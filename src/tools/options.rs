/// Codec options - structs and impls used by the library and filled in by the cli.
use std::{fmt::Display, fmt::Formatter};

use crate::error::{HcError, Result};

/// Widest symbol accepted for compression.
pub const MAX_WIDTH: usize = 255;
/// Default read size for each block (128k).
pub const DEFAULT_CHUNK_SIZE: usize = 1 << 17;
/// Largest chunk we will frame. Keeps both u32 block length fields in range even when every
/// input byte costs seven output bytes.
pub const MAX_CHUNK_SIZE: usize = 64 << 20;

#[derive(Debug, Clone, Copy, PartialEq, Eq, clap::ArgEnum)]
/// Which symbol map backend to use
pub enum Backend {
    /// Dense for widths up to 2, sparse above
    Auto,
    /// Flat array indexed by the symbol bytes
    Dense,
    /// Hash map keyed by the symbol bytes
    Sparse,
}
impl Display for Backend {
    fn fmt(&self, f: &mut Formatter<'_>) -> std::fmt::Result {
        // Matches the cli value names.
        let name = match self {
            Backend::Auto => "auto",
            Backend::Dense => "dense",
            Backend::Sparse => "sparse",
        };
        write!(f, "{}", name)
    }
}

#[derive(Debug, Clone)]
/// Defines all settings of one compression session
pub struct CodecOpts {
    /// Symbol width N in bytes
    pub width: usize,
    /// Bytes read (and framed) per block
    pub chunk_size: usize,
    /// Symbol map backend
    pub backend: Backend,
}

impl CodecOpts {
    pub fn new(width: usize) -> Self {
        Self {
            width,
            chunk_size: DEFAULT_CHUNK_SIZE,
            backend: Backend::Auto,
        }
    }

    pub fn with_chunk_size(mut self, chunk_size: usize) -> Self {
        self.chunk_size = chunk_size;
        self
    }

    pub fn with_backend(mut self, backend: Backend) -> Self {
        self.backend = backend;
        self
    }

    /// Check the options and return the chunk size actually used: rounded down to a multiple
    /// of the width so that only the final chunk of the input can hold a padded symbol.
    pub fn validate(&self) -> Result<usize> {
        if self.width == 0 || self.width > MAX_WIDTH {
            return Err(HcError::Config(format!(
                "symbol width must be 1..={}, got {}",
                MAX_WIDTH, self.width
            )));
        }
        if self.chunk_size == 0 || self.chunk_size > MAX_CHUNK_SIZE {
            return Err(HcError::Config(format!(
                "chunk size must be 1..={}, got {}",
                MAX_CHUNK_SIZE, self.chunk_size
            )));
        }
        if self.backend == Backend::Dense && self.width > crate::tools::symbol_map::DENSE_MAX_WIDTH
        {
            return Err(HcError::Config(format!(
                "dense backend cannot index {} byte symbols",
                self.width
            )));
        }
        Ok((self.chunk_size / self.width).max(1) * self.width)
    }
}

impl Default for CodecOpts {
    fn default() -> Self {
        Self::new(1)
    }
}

■ ■ ■

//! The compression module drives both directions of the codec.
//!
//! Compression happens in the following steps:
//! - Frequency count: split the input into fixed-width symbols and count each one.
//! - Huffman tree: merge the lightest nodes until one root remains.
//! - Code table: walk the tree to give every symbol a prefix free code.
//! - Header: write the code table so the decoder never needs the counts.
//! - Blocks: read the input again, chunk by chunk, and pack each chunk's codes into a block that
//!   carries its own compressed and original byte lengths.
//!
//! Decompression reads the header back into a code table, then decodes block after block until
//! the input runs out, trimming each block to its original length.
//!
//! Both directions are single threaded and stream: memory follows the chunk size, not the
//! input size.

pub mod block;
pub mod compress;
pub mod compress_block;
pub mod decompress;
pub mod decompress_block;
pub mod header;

■ ■ ■

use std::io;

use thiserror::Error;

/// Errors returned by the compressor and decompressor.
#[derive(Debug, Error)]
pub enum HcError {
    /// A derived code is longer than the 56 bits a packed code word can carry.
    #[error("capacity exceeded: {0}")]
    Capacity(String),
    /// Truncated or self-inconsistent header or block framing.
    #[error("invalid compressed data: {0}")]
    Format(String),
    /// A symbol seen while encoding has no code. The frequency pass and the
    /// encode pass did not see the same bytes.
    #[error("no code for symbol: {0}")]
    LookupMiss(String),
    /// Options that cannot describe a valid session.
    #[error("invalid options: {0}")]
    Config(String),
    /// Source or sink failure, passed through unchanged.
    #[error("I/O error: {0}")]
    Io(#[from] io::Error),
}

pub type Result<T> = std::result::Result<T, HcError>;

■ ■ ■

Problem to solve: A verbatim transcription is needed of the lines above, starting at the line with "filename src/tools/options.rs" and ending at the line with "even when every", both included, and of nothing else.

Answer for the task:
filename src/tools/options.rs
/// Codec options - structs and impls used by the library and filled in by the cli.
use std::{fmt::Display, fmt::Formatter};

use crate::error::{HcError, Result};

/// Widest symbol accepted for compression.
pub const MAX_WIDTH: usize = 255;
/// Default read size for each block (128k).
pub const DEFAULT_CHUNK_SIZE: usize = 1 << 17;
/// Largest chunk we will frame. Keeps both u32 block length fields in range even when every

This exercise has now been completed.